Samsung KNOX is the comprehensive enterprise mobile solution for work and play. With increasing use of the smartphones in business, it addresses mobile security needs of enterprise IT without invading privacy of employees.
Samsung KNOX addresses platform security with a comprehensive strategy: Hardward baked in Secure Boot, ARM TrustZone based Integrity Measurement Architecture and Kernel with built in Security Enhanced Android Mandatory Access Controls to secure the system.
Secure boot ensures that only verified and authorized software can run on the device. Secure boot is one of the main components that forms the first line of defense against malicious attacks on devices with KNOX solution.
Security Enhanced Android
SE Android provides an enhanced mechanism to enforce the separation of information based on confidentiality and integrity requirements. It isolates applications and data into different domains so that reduces threats of tampering and bypassing of application security mechanisms and also minimizes the amount of damage that can be caused by malicious or flawed applications.
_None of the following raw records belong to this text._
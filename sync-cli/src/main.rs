//! # clicker
//!
//! Command-line clicker that stays in sync with a paired device.
//!
//! ## Commands
//!
//! - `show`: Reconcile with the peer and print the count
//! - `inc` / `dec`: Change the count and send it to the peer
//! - `reset`: Set the count to zero
//! - `settings`: Show or change local settings
//! - `watch`: Print the count whenever either device changes it
//!
//! ## Example
//!
//! ```bash
//! # Phone and watch share a directory
//! clicker --data-dir /tmp/phone --shared-dir /tmp/shared inc --by 3
//! clicker --data-dir /tmp/watch --shared-dir /tmp/shared --role companion show
//! ```

use anyhow::{Context, Result};
use clap::{Parser, Subcommand};
use clicker_sync_client::DeviceRole;
use clicker_sync_types::ClickerColor;
use std::path::PathBuf;
use std::time::Duration;
use tracing_subscriber::EnvFilter;

mod commands;
mod config;

use commands::counter::Change;
use commands::{counter, settings, show, watch};
use config::{Config, DeviceContext, CONFIG_FILE};

/// Command-line clicker that stays in sync with a paired device.
#[derive(Parser, Debug)]
#[command(name = "clicker")]
#[command(version, about, long_about = None)]
struct Cli {
    /// Data directory for this device's stored state
    #[arg(long, global = true)]
    data_dir: Option<PathBuf>,

    /// Directory shared with the peer device
    #[arg(long, global = true)]
    shared_dir: Option<PathBuf>,

    /// Which end of the pair this device is (primary or companion)
    #[arg(long, global = true)]
    role: Option<DeviceRole>,

    /// Configuration file (default: <data-dir>/clicker.toml)
    #[arg(long, global = true)]
    config: Option<PathBuf>,

    #[command(subcommand)]
    command: Commands,
}

#[derive(Subcommand, Debug)]
enum Commands {
    /// Reconcile with the peer and print the count
    Show,

    /// Increment the count
    Inc {
        /// Multiplier (default: the stored increment multiple)
        #[arg(long, allow_negative_numbers = true)]
        by: Option<i64>,
    },

    /// Decrement the count
    Dec {
        /// Multiplier (default: the stored increment multiple)
        #[arg(long, allow_negative_numbers = true)]
        by: Option<i64>,
    },

    /// Reset the count to zero
    Reset,

    /// Show or change local settings
    Settings {
        /// Display color (red, orange, yellow, green, blue, purple)
        #[arg(long)]
        color: Option<ClickerColor>,

        /// Default multiplier for inc/dec
        #[arg(long, allow_negative_numbers = true)]
        multiple: Option<i64>,
    },

    /// Print the count whenever either device changes it
    Watch {
        /// Stop after this many milliseconds instead of waiting for Ctrl-C
        #[arg(long)]
        for_ms: Option<u64>,
    },
}

#[tokio::main]
async fn main() -> Result<()> {
    let cli = Cli::parse();

    // Determine data directory
    let data_dir = match cli.data_dir {
        Some(dir) => dir,
        None => default_data_dir()?,
    };

    let config = match cli.config {
        Some(path) => Config::load(&path, true).await?,
        None => Config::load(&data_dir.join(CONFIG_FILE), false).await?,
    };

    init_logging(&config.logging.level);

    tokio::fs::create_dir_all(&data_dir)
        .await
        .context("Failed to create data directory")?;

    let ctx = DeviceContext::resolve(data_dir, cli.shared_dir, cli.role, config);

    match cli.command {
        Commands::Show => {
            show::run(&ctx).await?;
        }
        Commands::Inc { by } => {
            counter::run(&ctx, Change::Increment(by)).await?;
        }
        Commands::Dec { by } => {
            counter::run(&ctx, Change::Decrement(by)).await?;
        }
        Commands::Reset => {
            counter::run(&ctx, Change::Reset).await?;
        }
        Commands::Settings { color, multiple } => {
            settings::run(&ctx, color, multiple).await?;
        }
        Commands::Watch { for_ms } => {
            watch::run(&ctx, for_ms.map(Duration::from_millis)).await?;
        }
    }

    Ok(())
}

/// Log to stderr, filtered by `RUST_LOG` or the configured level.
fn init_logging(level: &str) {
    let filter = EnvFilter::try_from_default_env()
        .or_else(|_| EnvFilter::try_new(level))
        .unwrap_or_else(|_| EnvFilter::new("warn"));
    tracing_subscriber::fmt()
        .with_env_filter(filter)
        .with_writer(std::io::stderr)
        .with_target(false)
        .init();
}

/// Get the default data directory for clicker.
fn default_data_dir() -> Result<PathBuf> {
    let dirs = directories::ProjectDirs::from("io", "clicker", "clicker")
        .context("Could not determine home directory")?;
    Ok(dirs.data_dir().to_path_buf())
}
TrustZone-based Integrity Measurement Architecture
TIMA runs in the secure-world and provides non-by passable, continuous integrity monitoring of the Linux kernel. When TIMA detects that the integrity of the kernel or the boot loader is violated, it takes a policy-driven action in response. One of the policy actions disables the kernel and powers down the device.
In addition to securing the platform, Samsung KNOX solution addresses enterprise application and data security require-ments. KNOX container provides security for enterprise data by isolating enterprise applications and encrypting enterprise data both at rest and in motion.
KNOX Container is an isolated and secure environment within the mobile device, complete with its own home screen, launcher, applications, and widgets. Applications and data inside the container are separated from applications outside the container. This enables a powerful solution for the “data leakage problem” associated with the BYOD model.
Encrypted File System
KNOX container uses a separate encrypted file system completely isolated from applications outside the container. The data is encrypted using an Advanced Encryption Standard (AES) cipher algorithm with a 256-bit key(AES-256).
Virtual Private Network
KNOX container offers on demand FIPS certified VPN client. KNOX VPN client profiles are pushed by enterprise. In addition, enterprise can also select which apps inside the container are required to use the VPN. The VPN automatically starts when a user launches any of enterprise designated apps. KNOX container VPN offers support for strong IPSec VPN encryption for most sensitive government agencies, including support for Suite B cryptography.
Mobile Device Management
Samsung KNOX works with enterprise preferred MDM vendor solutions and provides industry leading security and management controls.
Samsung KNOX for Enterprise
Samsung KNOX for IT Managers
Data leakage, malware & malicious attacks: comprehensive protection
Samsung KNOX is security hardening of Android from ground up and protects the enterprise data and applications. It prevents from system exploits and devi-ce compromise. Lightweight and compatible with the existing enterprise infrastructure such as MDM, VPN and directory services, KNOX provides reassurance and convenience for IT departments looking to implement and manage Bring Your Own Device (BYOD) strategies.
Samsung KNOX for Employees
Using personal mobiles for work
Samsung KNOX offers a seamless and intuitive dual-persona platform for at work and at home. KNOX container comforts users as their privacy and personal properties are in tact.
Samsung KNOX for Partners
Samsung KNOX – an easier way to manage mobiles
Samsung KNOX enables existing Android eco-system applications to automatically gain Enterprise integration and validated, robust security with zero change to the application source code. Samsung KNOX relieves application developers from the burden of developing individual enterprise features such as FIPS compliant VPN, on-device encryption, and Enterprise Single Sign On (SSO).